- En los últimos cuatro años no ha girado a los bancos y entidades financieras la liquidación de la tasa que deben pagar por la instalación de cajeros automáticos en las vías públicas
- A pesar de que el Pleno acordó en noviembre de 2017, el incremento de la Tasa para los cajeros automáticos, que supondría un aumento importante en la recaudación, el Ayuntamiento de Motril sigue sin modificar la Ordenanza Fiscal desoyendo el acuerdo plenario
- La Tasa se cobra regularmente a quioscos y otros establecimientos que ocupan con su actividad calles y vías públicas
El acuerdo adoptado en
noviembre de 2017 a propuesta de Izquierda Unida, establecía que la Ordenanza
Fiscal se modificara para que la Tasa por la instalación de cajeros automáticos
por parte de entidades financieras ascendiera a una cuantía mensual de 350
euros. Este incremento supondría un importante aumento en la recaudación, que
podría ascender a más de 40 mil euros anuales.
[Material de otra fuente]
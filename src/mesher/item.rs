//! Item geometry: flattened quads plus display transforms.
//!
//! Generated items (flat sprites) get procedural elements: a thin slab per
//! texture layer, and one stripe per pixel column and row carrying the side
//! faces so the sprite has visible thickness.

use super::buffer::VertexBuffer;
use super::compiler::compile;
use super::emitter::DEFAULT_COLOR;
use crate::atlas::{TextureAtlas, UvAnimation};
use crate::resource_pack::{DisplayPosition, Element, Face, Model, TextureReference};
use crate::types::{CullDirection, Direction, Orientation};
use glam::Mat3;
use parking_lot::RwLock;
use std::collections::{BTreeMap, HashMap};
use std::sync::Arc;

/// Default pixel columns per generated sprite.
pub const DEFAULT_PRECISION: u32 = 16;

/// Default sprite thickness in model units.
pub const DEFAULT_THICKNESS: u32 = 1;

/// Number of contiguous `layer0`, `layer1`, ... slots of a model.
pub fn layer_count(model: &Model) -> u32 {
    (0..)
        .take_while(|n| model.textures.contains_key(&format!("layer{}", n)))
        .count() as u32
}

/// Key of the generated element cache.
#[derive(Debug, Clone, Copy, PartialEq, Eq, Hash)]
pub struct GeneratedKey {
    pub layers: u32,
    pub precision: u32,
    pub thickness: u32,
    pub tintable: bool,
}

/// Memoized generated elements. Pure output, so a racing double build is
/// harmless; the first insert wins.
#[derive(Debug, Default)]
pub struct GeneratedElementCache {
    cache: RwLock<HashMap<GeneratedKey, Arc<Vec<Element>>>>,
}

impl GeneratedElementCache {
    pub fn new() -> Self {
        Self::default()
    }

    pub fn clear(&self) {
        self.cache.write().clear();
    }

    pub fn get(&self, key: GeneratedKey) -> Arc<Vec<Element>> {
        if let Some(elements) = self.cache.read().get(&key) {
            return elements.clone();
        }
        let elements = Arc::new(generated_elements(key));
        self.cache.write().entry(key).or_insert(elements).clone()
    }
}

fn sprite_face(layer: u32, uv: [f32; 4], tint_index: i32) -> Face {
    Face {
        uv,
        texture: TextureReference::Pointer(format!("layer{}", layer)),
        cull: CullDirection::None,
        rotation: 0,
        tint_index,
    }
}

fn sprite_element(a: [f32; 3], b: [f32; 3], faces: Vec<(Direction, Face)>) -> Element {
    Element {
        from: [a[0].min(b[0]), a[1].min(b[1]), a[2].min(b[2])],
        to: [a[0].max(b[0]), a[1].max(b[1]), a[2].max(b[2])],
        rotation: None,
        shade: true,
        faces,
    }
}

/// Build the elements of a generated sprite. Per layer, the stripes come
/// first and the slab last.
pub fn generated_elements(key: GeneratedKey) -> Vec<Element> {
    let precision = key.precision.max(1);
    let step = 16.0 / precision as f32;
    let half = key.thickness as f32 / 2.0;
    let (near, far) = (8.0 - half, 8.0 + half);

    let mut elements = Vec::with_capacity((key.layers * (precision * 2 + 1)) as usize);

    for layer in 0..key.layers {
        let tint = if key.tintable { layer as i32 } else { -1 };

        for i in 0..precision {
            let left1 = i as f32 * step;
            let right1 = (i + 1) as f32 * step;
            let left2 = (precision - i) as f32 * step;
            let right2 = (precision - i - 1) as f32 * step;

            elements.push(sprite_element(
                [left2, 0.0, near],
                [right2, 16.0, far],
                vec![
                    (Direction::West, sprite_face(layer, [right2, 0.0, left2, 16.0], tint)),
                    (Direction::East, sprite_face(layer, [16.0 - right1, 0.0, 16.0 - left1, 16.0], tint)),
                ],
            ));
            elements.push(sprite_element(
                [0.0, left2, near],
                [16.0, right2, far],
                vec![
                    (Direction::Down, sprite_face(layer, [0.0, 16.0 - left2, 16.0, 16.0 - right2], tint)),
                    (Direction::Up, sprite_face(layer, [0.0, left1, 16.0, right1], tint)),
                ],
            ));
        }

        elements.push(sprite_element(
            [0.0, 0.0, near],
            [16.0, 16.0, far],
            vec![
                (Direction::North, sprite_face(layer, [16.0, 0.0, 0.0, 16.0], tint)),
                (Direction::South, sprite_face(layer, [0.0, 0.0, 16.0, 16.0], tint)),
            ],
        ));
    }

    elements
}

/// Flattened item geometry. Items are never culled, so every bucket of the
/// compiled form is concatenated.
#[derive(Debug, Clone, Default, PartialEq)]
pub struct ItemGeometry {
    pub positions: Vec<[f32; 3]>,
    pub uvs: Vec<[f32; 3]>,
    pub uv_anims: Vec<UvAnimation>,
    pub tints: Vec<i32>,
    /// Columns are rotation (degrees), translation and scale.
    pub display: BTreeMap<DisplayPosition, Mat3>,
}

impl ItemGeometry {
    /// Compile a model's elements as an item.
    pub fn build(model: &Model, atlas: &TextureAtlas) -> Self {
        let compiled = compile(model, Orientation::IDENTITY, atlas);
        let mut geometry = ItemGeometry {
            display: model
                .display
                .iter()
                .map(|(position, transform)| (*position, transform.to_mat3()))
                .collect(),
            ..Default::default()
        };

        for bucket in compiled.buckets() {
            geometry.positions.extend_from_slice(&bucket.positions);
            geometry.uvs.extend_from_slice(&bucket.uvs);
            geometry.uv_anims.extend_from_slice(&bucket.uv_anims);
            geometry.tints.extend_from_slice(&bucket.tints);
        }

        geometry
    }

    /// Compile a generated sprite: the model's textures on procedural
    /// elements.
    pub fn build_generated(
        model: &Model,
        elements: &[Element],
        atlas: &TextureAtlas,
    ) -> Self {
        let sprite = Model {
            textures: model.textures.clone(),
            elements: elements.to_vec(),
            display: model.display.clone(),
        };
        Self::build(&sprite, atlas)
    }

    pub fn vertex_count(&self) -> usize {
        self.positions.len()
    }

    pub fn is_empty(&self) -> bool {
        self.positions.is_empty()
    }

    /// Write the item at `offset`. Tint index `n` takes `palette[n]`;
    /// untinted vertices and indices past the palette are white. Colours
    /// are written as given, alpha 1.
    pub fn emit(
        &self,
        offset: [f32; 3],
        palette: &[[f32; 3]],
        buffer: &mut VertexBuffer,
        vertex_offset: usize,
    ) -> usize {
        buffer.ensure_len(vertex_offset + self.vertex_count());

        for (i, pos) in self.positions.iter().enumerate() {
            let [r, g, b] = usize::try_from(self.tints[i])
                .ok()
                .and_then(|index| palette.get(index))
                .copied()
                .unwrap_or(DEFAULT_COLOR);
            buffer.write(
                vertex_offset + i,
                [pos[0] + offset[0], pos[1] + offset[1], pos[2] + offset[2]],
                self.uvs[i],
                self.uv_anims[i],
                [r, g, b, 1.0],
            );
        }

        vertex_offset + self.vertex_count()
    }
}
En dicho acuerdo se incluye
el compromiso de destinar, al menos, el 80% de esa recaudación a actuaciones de
carácter social lo que permitiría, por ejemplo, la concesión de becas
educativas a los estudiantes motrileños de los diferentes niveles educativos,
para contribuir a sus gastos y a los de sus familias. Una iniciativa que, a
pesar de estar también aprobada por el Pleno de la Corporación el gobierno
local tampoco ha puesto en marcha.
De este modo, se da la circunstancia de que un quiosco
de prensa o una caseta de venta de
churros de 2 metros cuadrados, ubicados en la vía pública, está pagando una
tasa de 581,8 euros anuales, mientras que un cajero del BBVA, o del Banco de
Santander, o de cualquier otra entidad financiera no está pagando nada.
Christian Linares,
concejal de Izquierda Unida en el Ayuntamiento de Motril, ha denunciado esta
situación y ha reclamado a Flor Almón que corrija este despropósito.
El edil de IU ha criticado
la falta de diligencia y de compromiso social de los distintos responsables
políticos de Hacienda en los últimos años, que han permitido que las entidades
financieras queden exentas de sus obligaciones tributarias con la ciudad, al
contrario que los vecinos y vecinas de Motril a las que se les exige con rigor
y sin contemplaciones el pago de sus tributos e impuestos con independencia de
sus circunstancias económicas y sociales o de la cuantía de los mismos.
Linares ha reclamado a
Flor Almón que se ocupe de los problemas y las necesidades reales de la ciudad
y las de sus vecinos y vecinas, y no tanto de sus grandes proyectos que solo
beneficiarán, una vez más, a las grandes empresas y a los poderosos.
En su opinión, resulta
inaplazable un cambio en el modo de hacer política municipal en nuestra ciudad
para que ésta responda, prioritariamente, a los intereses de una mayoría
ciudadana. Un cambio que, vaticina, vendrá de la mano del proyecto de progreso
que defiende y representa Izquierda Unida.